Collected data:
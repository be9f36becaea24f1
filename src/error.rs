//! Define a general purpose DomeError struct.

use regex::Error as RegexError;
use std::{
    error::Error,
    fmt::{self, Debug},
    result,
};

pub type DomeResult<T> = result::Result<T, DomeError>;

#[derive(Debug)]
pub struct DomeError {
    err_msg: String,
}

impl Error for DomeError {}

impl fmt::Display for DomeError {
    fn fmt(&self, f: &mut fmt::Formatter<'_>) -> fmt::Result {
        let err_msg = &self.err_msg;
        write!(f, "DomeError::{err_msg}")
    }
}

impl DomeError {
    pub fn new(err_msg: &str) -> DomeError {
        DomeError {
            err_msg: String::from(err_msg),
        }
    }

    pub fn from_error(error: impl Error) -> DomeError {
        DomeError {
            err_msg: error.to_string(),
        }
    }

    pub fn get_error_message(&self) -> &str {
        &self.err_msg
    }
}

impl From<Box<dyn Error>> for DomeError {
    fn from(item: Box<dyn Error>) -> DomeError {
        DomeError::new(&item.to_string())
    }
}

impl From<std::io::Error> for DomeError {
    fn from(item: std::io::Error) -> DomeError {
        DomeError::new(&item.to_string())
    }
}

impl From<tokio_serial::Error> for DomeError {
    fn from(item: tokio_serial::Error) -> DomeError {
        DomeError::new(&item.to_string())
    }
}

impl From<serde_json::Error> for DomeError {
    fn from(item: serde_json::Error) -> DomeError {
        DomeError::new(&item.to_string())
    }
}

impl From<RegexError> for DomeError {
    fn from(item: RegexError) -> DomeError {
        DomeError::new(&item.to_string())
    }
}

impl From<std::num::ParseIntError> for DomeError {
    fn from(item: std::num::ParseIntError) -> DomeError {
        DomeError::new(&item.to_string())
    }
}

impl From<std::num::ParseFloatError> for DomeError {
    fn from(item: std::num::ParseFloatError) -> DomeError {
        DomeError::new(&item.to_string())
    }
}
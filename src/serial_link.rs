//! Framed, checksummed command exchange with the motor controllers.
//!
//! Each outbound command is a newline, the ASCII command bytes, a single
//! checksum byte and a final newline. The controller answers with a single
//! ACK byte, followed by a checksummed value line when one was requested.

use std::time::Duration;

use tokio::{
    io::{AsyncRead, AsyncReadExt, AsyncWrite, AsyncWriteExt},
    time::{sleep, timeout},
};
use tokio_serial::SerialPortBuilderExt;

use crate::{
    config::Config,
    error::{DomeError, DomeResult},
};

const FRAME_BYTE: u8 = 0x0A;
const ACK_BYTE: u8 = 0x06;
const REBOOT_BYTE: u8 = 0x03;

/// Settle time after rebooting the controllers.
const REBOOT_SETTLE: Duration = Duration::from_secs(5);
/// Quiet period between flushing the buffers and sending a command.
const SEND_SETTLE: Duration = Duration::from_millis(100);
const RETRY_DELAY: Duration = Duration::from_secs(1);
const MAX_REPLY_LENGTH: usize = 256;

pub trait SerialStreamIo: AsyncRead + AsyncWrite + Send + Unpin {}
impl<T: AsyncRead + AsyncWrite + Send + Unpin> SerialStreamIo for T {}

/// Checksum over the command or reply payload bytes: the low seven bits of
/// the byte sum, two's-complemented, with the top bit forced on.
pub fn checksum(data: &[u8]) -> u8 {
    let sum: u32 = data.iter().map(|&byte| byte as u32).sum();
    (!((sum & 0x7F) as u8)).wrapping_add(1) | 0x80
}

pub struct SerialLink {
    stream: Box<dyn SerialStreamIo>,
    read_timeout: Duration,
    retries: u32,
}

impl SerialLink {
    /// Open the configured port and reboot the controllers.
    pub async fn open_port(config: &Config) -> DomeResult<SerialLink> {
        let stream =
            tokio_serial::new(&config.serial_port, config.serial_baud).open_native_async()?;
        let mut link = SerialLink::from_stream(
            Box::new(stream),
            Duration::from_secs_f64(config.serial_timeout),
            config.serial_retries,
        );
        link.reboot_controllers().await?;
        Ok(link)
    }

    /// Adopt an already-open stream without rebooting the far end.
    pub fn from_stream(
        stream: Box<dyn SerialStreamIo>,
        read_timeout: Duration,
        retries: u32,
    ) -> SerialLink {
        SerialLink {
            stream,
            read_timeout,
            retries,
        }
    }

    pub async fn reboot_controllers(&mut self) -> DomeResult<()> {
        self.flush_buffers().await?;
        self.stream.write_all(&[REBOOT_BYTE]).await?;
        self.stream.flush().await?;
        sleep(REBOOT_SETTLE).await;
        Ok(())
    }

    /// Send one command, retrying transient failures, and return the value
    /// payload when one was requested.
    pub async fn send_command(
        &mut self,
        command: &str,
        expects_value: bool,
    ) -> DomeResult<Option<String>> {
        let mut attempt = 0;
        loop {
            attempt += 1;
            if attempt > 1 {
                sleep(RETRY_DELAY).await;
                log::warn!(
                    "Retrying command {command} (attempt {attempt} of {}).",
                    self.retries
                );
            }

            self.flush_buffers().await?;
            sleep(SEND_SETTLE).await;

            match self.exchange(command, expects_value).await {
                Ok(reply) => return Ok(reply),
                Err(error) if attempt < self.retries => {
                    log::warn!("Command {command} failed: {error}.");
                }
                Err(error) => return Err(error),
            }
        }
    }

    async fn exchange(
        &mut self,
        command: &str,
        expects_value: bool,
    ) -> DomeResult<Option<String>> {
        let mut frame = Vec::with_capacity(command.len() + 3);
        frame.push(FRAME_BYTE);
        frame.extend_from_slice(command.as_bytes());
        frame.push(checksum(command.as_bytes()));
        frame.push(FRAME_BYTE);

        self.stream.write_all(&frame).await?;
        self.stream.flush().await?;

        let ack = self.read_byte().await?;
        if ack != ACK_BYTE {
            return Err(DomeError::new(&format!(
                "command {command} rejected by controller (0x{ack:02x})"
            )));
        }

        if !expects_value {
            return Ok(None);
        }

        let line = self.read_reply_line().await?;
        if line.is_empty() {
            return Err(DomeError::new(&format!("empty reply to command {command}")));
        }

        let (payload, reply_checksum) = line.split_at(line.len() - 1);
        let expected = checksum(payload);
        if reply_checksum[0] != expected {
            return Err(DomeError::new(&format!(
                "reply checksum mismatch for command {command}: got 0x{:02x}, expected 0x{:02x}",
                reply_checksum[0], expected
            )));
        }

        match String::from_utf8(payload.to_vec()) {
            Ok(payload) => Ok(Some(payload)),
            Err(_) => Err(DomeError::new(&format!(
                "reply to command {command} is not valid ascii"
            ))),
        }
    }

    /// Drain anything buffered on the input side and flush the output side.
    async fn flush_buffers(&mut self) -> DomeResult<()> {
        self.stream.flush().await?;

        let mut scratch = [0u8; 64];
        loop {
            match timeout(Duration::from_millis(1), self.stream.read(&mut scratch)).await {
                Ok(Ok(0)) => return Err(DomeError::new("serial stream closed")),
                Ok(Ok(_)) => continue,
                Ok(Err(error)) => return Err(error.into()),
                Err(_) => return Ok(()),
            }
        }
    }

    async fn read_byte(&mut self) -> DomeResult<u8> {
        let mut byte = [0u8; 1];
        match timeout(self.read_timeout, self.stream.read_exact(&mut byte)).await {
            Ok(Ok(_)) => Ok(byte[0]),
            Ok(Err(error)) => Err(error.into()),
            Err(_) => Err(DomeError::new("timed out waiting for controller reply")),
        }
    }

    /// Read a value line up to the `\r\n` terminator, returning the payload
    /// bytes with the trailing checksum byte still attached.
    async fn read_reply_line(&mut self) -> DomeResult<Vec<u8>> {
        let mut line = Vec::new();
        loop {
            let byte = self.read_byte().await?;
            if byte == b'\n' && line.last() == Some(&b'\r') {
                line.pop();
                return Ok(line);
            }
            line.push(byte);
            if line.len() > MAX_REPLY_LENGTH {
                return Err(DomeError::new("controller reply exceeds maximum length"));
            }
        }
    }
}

- _Activity_: Exactly as they are written, print the entries again.

- _Expected answer_:
repository be9f36becaea24f1
filename src/error.rs
//! Define a general purpose DomeError struct.

use regex::Error as RegexError;
use std::{
    error::Error,
    fmt::{self, Debug},
    result,
};

pub type DomeResult<T> = result::Result<T, DomeError>;

#[derive(Debug)]
pub struct DomeError {
    err_msg: String,
}

impl Error for DomeError {}

impl fmt::Display for DomeError {
    fn fmt(&self, f: &mut fmt::Formatter<'_>) -> fmt::Result {
        let err_msg = &self.err_msg;
        write!(f, "DomeError::{err_msg}")
    }
}

impl DomeError {
    pub fn new(err_msg: &str) -> DomeError {
        DomeError {
            err_msg: String::from(err_msg),
        }
    }

    pub fn from_error(error: impl Error) -> DomeError {
        DomeError {
            err_msg: error.to_string(),
        }
    }

    pub fn get_error_message(&self) -> &str {
        &self.err_msg
    }
}

impl From<Box<dyn Error>> for DomeError {
    fn from(item: Box<dyn Error>) -> DomeError {
        DomeError::new(&item.to_string())
    }
}

impl From<std::io::Error> for DomeError {
    fn from(item: std::io::Error) -> DomeError {
        DomeError::new(&item.to_string())
    }
}

impl From<tokio_serial::Error> for DomeError {
    fn from(item: tokio_serial::Error) -> DomeError {
        DomeError::new(&item.to_string())
    }
}

impl From<serde_json::Error> for DomeError {
    fn from(item: serde_json::Error) -> DomeError {
        DomeError::new(&item.to_string())
    }
}

impl From<RegexError> for DomeError {
    fn from(item: RegexError) -> DomeError {
        DomeError::new(&item.to_string())
    }
}

impl From<std::num::ParseIntError> for DomeError {
    fn from(item: std::num::ParseIntError) -> DomeError {
        DomeError::new(&item.to_string())
    }
}

impl From<std::num::ParseFloatError> for DomeError {
    fn from(item: std::num::ParseFloatError) -> DomeError {
        DomeError::new(&item.to_string())
    }
}
filename src/serial_link.rs
//! Framed, checksummed command exchange with the motor controllers.
//!
//! Each outbound command is a newline, the ASCII command bytes, a single
//! checksum byte and a final newline. The controller answers with a single
//! ACK byte, followed by a checksummed value line when one was requested.

use std::time::Duration;

use tokio::{
    io::{AsyncRead, AsyncReadExt, AsyncWrite, AsyncWriteExt},
    time::{sleep, timeout},
};
use tokio_serial::SerialPortBuilderExt;

use crate::{
    config::Config,
    error::{DomeError, DomeResult},
};

const FRAME_BYTE: u8 = 0x0A;
const ACK_BYTE: u8 = 0x06;
const REBOOT_BYTE: u8 = 0x03;

/// Settle time after rebooting the controllers.
const REBOOT_SETTLE: Duration = Duration::from_secs(5);
/// Quiet period between flushing the buffers and sending a command.
const SEND_SETTLE: Duration = Duration::from_millis(100);
const RETRY_DELAY: Duration = Duration::from_secs(1);
const MAX_REPLY_LENGTH: usize = 256;

pub trait SerialStreamIo: AsyncRead + AsyncWrite + Send + Unpin {}
impl<T: AsyncRead + AsyncWrite + Send + Unpin> SerialStreamIo for T {}

/// Checksum over the command or reply payload bytes: the low seven bits of
/// the byte sum, two's-complemented, with the top bit forced on.
pub fn checksum(data: &[u8]) -> u8 {
    let sum: u32 = data.iter().map(|&byte| byte as u32).sum();
    (!((sum & 0x7F) as u8)).wrapping_add(1) | 0x80
}

pub struct SerialLink {
    stream: Box<dyn SerialStreamIo>,
    read_timeout: Duration,
    retries: u32,
}

impl SerialLink {
    /// Open the configured port and reboot the controllers.
    pub async fn open_port(config: &Config) -> DomeResult<SerialLink> {
        let stream =
            tokio_serial::new(&config.serial_port, config.serial_baud).open_native_async()?;
        let mut link = SerialLink::from_stream(
            Box::new(stream),
            Duration::from_secs_f64(config.serial_timeout),
            config.serial_retries,
        );
        link.reboot_controllers().await?;
        Ok(link)
    }

    /// Adopt an already-open stream without rebooting the far end.
    pub fn from_stream(
        stream: Box<dyn SerialStreamIo>,
        read_timeout: Duration,
        retries: u32,
    ) -> SerialLink {
        SerialLink {
            stream,
            read_timeout,
            retries,
        }
    }

    pub async fn reboot_controllers(&mut self) -> DomeResult<()> {
        self.flush_buffers().await?;
        self.stream.write_all(&[REBOOT_BYTE]).await?;
        self.stream.flush().await?;
        sleep(REBOOT_SETTLE).await;
        Ok(())
    }

    /// Send one command, retrying transient failures, and return the value
    /// payload when one was requested.
    pub async fn send_command(
        &mut self,
        command: &str,
        expects_value: bool,
    ) -> DomeResult<Option<String>> {
        let mut attempt = 0;
        loop {
            attempt += 1;
            if attempt > 1 {
                sleep(RETRY_DELAY).await;
                log::warn!(
                    "Retrying command {command} (attempt {attempt} of {}).",
                    self.retries
                );
            }

            self.flush_buffers().await?;
            sleep(SEND_SETTLE).await;

            match self.exchange(command, expects_value).await {
                Ok(reply) => return Ok(reply),
                Err(error) if attempt < self.retries => {
                    log::warn!("Command {command} failed: {error}.");
                }
                Err(error) => return Err(error),
            }
        }
    }

    async fn exchange(
        &mut self,
        command: &str,
        expects_value: bool,
    ) -> DomeResult<Option<String>> {
        let mut frame = Vec::with_capacity(command.len() + 3);
        frame.push(FRAME_BYTE);
        frame.extend_from_slice(command.as_bytes());
        frame.push(checksum(command.as_bytes()));
        frame.push(FRAME_BYTE);

        self.stream.write_all(&frame).await?;
        self.stream.flush().await?;

        let ack = self.read_byte().await?;
        if ack != ACK_BYTE {
            return Err(DomeError::new(&format!(
                "command {command} rejected by controller (0x{ack:02x})"
            )));
        }

        if !expects_value {
            return Ok(None);
        }

        let line = self.read_reply_line().await?;
        if line.is_empty() {
            return Err(DomeError::new(&format!("empty reply to command {command}")));
        }

        let (payload, reply_checksum) = line.split_at(line.len() - 1);
        let expected = checksum(payload);
        if reply_checksum[0] != expected {
            return Err(DomeError::new(&format!(
                "reply checksum mismatch for command {command}: got 0x{:02x}, expected 0x{:02x}",
                reply_checksum[0], expected
            )));
        }

        match String::from_utf8(payload.to_vec()) {
            Ok(payload) => Ok(Some(payload)),
            Err(_) => Err(DomeError::new(&format!(
                "reply to command {command} is not valid ascii"
            ))),
        }
    }

    /// Drain anything buffered on the input side and flush the output side.
    async fn flush_buffers(&mut self) -> DomeResult<()> {
        self.stream.flush().await?;

        let mut scratch = [0u8; 64];
        loop {
            match timeout(Duration::from_millis(1), self.stream.read(&mut scratch)).await {
                Ok(Ok(0)) => return Err(DomeError::new("serial stream closed")),
                Ok(Ok(_)) => continue,
                Ok(Err(error)) => return Err(error.into()),
                Err(_) => return Ok(()),
            }
        }
    }

    async fn read_byte(&mut self) -> DomeResult<u8> {
        let mut byte = [0u8; 1];
        match timeout(self.read_timeout, self.stream.read_exact(&mut byte)).await {
            Ok(Ok(_)) => Ok(byte[0]),
            Ok(Err(error)) => Err(error.into()),
            Err(_) => Err(DomeError::new("timed out waiting for controller reply")),
        }
    }

    /// Read a value line up to the `\r\n` terminator, returning the payload
    /// bytes with the trailing checksum byte still attached.
    async fn read_reply_line(&mut self) -> DomeResult<Vec<u8>> {
        let mut line = Vec::new();
        loop {
            let byte = self.read_byte().await?;
            if byte == b'\n' && line.last() == Some(&b'\r') {
                line.pop();
                return Ok(line);
            }
            line.push(byte);
            if line.len() > MAX_REPLY_LENGTH {
                return Err(DomeError::new("controller reply exceeds maximum length"));
            }
        }
    }
}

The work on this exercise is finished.